[EXERCISE DETAILS]: All lines from the one containing "where it went" down to the one containing "let path = self.input_path(day);", both ends included, are to be given again exactly; omit the rest of the listing below.
·····
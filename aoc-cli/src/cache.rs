//! Local puzzle data: inputs and recorded answers

use crate::error::CacheError;
use std::fs;
use std::path::{Path, PathBuf};

const INPUT_FILE: &str = "input";

/// File-based store for one event's puzzle data
///
/// Directory structure: `{data_dir}/day{day:02}/input` plus
/// `part1.solution` and `part2.solution` next to it.
pub struct InputCache {
    data_dir: PathBuf,
}

impl InputCache {
    pub fn new(data_dir: PathBuf) -> Self {
        Self { data_dir }
    }

    pub fn day_dir(&self, day: u8) -> PathBuf {
        self.data_dir.join(format!("day{:02}", day))
    }

    pub fn input_path(&self, day: u8) -> PathBuf {
        self.day_dir(day).join(INPUT_FILE)
    }

    pub fn solution_path(&self, day: u8, part: u8) -> PathBuf {
        self.day_dir(day).join(format!("part{}.solution", part))
    }

    /// Check if input is cached
    pub fn contains(&self, day: u8) -> bool {
        self.input_path(day).exists()
    }

    pub fn read_input(path: &Path) -> Result<String, CacheError> {
        fs::read_to_string(path).map_err(|source| CacheError::Io {
            path: path.to_path_buf(),
            source,
        })
    }

    /// Store input in cache, returning where it went
    pub fn put(&self, day: u8, input: &str) -> Result<PathBuf, CacheError> {
        let dir = self.day_dir(day);
        fs::create_dir_all(&dir).map_err(|e| {
            CacheError::DirCreation(format!("Failed to create {}: {}", dir.display(), e))
        })?;

        let path = self.input_path(day);
        fs::write(&path, input).map_err(|source| CacheError::Io {
            path: path.clone(),
            source,
        })?;
        Ok(path)
    }

    /// First line of the recorded answer; a missing or empty file means none
    pub fn expected_answer(&self, day: u8, part: u8) -> Result<Option<String>, CacheError> {
        let path = self.solution_path(day, part);
        if !path.exists() {
            return Ok(None);
        }
        let content = Self::read_input(&path)?;
        Ok(content
            .lines()
            .next()
            .map(str::trim)
            .filter(|line| !line.is_empty())
            .map(str::to_string))
    }
}
//! `aoc` - run, check and fetch the Advent of Code 2023 puzzles

mod cache;
mod check;
mod cli;
mod config;
mod error;
mod output;

// Link the day modules so their solver plugins are collected
use aoc_2023 as _;

use aoc_2023::YEAR;
use aoc_http_client::AocClient;
use aoc_solver::{RegistryBuilder, SolverRegistry};
use cache::InputCache;
use clap::error::ErrorKind;
use clap::{CommandFactory, Parser};
use cli::{Args, PartSelection};
use config::{Config, Task};
use error::CliError;
use output::OutputFormatter;
use std::path::Path;
use std::process::ExitCode;
use tracing::{debug, info, warn};

fn main() -> ExitCode {
    let args = Args::parse();
    init_tracing(args.debug);

    match run(args) {
        Ok(()) => ExitCode::SUCCESS,
        Err(e) if e.is_usage() => Args::command()
            .error(ErrorKind::ValueValidation, e.to_string())
            .exit(),
        Err(e) => {
            eprintln!("Error: {}", e);
            ExitCode::FAILURE
        }
    }
}

/// `--debug` wins over `RUST_LOG`; otherwise only warnings are shown
fn init_tracing(debug: bool) {
    let directives = if debug {
        "debug".to_string()
    } else {
        std::env::var(tracing_subscriber::EnvFilter::DEFAULT_ENV).unwrap_or("warn".to_string())
    };
    let env_filter = tracing_subscriber::EnvFilter::builder().parse_lossy(directives);

    tracing_subscriber::fmt()
        .with_env_filter(env_filter)
        .with_writer(std::io::stderr)
        .compact()
        .init();
}

fn run(args: Args) -> Result<(), CliError> {
    let registry = build_registry()?;
    let config = Config::from_args(args, &registry, YEAR)?;
    debug!(?config, "resolved configuration");

    let formatter = OutputFormatter::new(config.quiet);
    let cache = InputCache::new(config.data_dir);

    match config.task {
        Task::Run { day, input, part } => run_day(&registry, &formatter, day, &input, part),
        Task::Check { days, threads } => check(&registry, &formatter, &cache, &days, threads),
        Task::Fetch { day, force } => fetch(&cache, day, force),
    }
}

fn build_registry() -> Result<SolverRegistry, CliError> {
    let registry = RegistryBuilder::new()
        .register_solver_plugins(|plugin| plugin.year == YEAR)?
        .build();
    debug!(solvers = registry.len(), "registry built");
    Ok(registry)
}

fn run_day(
    registry: &SolverRegistry,
    formatter: &OutputFormatter,
    day: u8,
    input_path: &Path,
    part: PartSelection,
) -> Result<(), CliError> {
    let input = InputCache::read_input(input_path)?;
    info!(day, input = %input_path.display(), "running");

    let mut solver = registry.create_solver(YEAR, day, &input)?;
    let mut parse = Some(solver.parse_duration());

    for part in part.parts(solver.parts()) {
        match solver.solve(part) {
            Ok(result) => {
                println!("{}", formatter.solution(day, part, &result.answer));
                if let Some(timing) = formatter.timing(parse.take(), result.duration()) {
                    println!("{}", timing);
                }
            }
            Err(e) if e.is_not_implemented() => println!("{}", formatter.no_solution(day, part)),
            Err(e) => return Err(CliError::Solver(e.into())),
        }
    }
    Ok(())
}

fn check(
    registry: &SolverRegistry,
    formatter: &OutputFormatter,
    cache: &InputCache,
    days: &[u8],
    threads: usize,
) -> Result<(), CliError> {
    let reports = check::check_days(registry, cache, YEAR, days, threads)?;
    for report in &reports {
        for line in formatter.day_report(report) {
            println!("{}", line);
        }
    }
    println!("{}", formatter.check_summary(&reports));

    let failed: usize = reports.iter().map(check::DayReport::failures).sum();
    if failed > 0 {
        return Err(CliError::CheckFailed { failed });
    }
    Ok(())
}

fn fetch(cache: &InputCache, day: u8, force: bool) -> Result<(), CliError> {
    if cache.contains(day) && !force {
        warn!(day, "input already present, use --force to download again");
        println!("{}", cache.input_path(day).display());
        return Ok(());
    }

    let session = config::resolve_session()?;
    let client = AocClient::new()?;
    let user_id = config::verify_session(&client, &session)?;
    info!(user_id, day, "session verified, downloading input");

    let input = client.get_input(YEAR, day, &session)?;
    let path = cache.put(day, &input)?;
    println!("{}", path.display());
    Ok(())
}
·····
[EXERCISE RESULT]:
    /// Store input in cache, returning where it went
    pub fn put(&self, day: u8, input: &str) -> Result<PathBuf, CacheError> {
        let dir = self.day_dir(day);
        fs::create_dir_all(&dir).map_err(|e| {
            CacheError::DirCreation(format!("Failed to create {}: {}", dir.display(), e))
        })?;

        let path = self.input_path(day);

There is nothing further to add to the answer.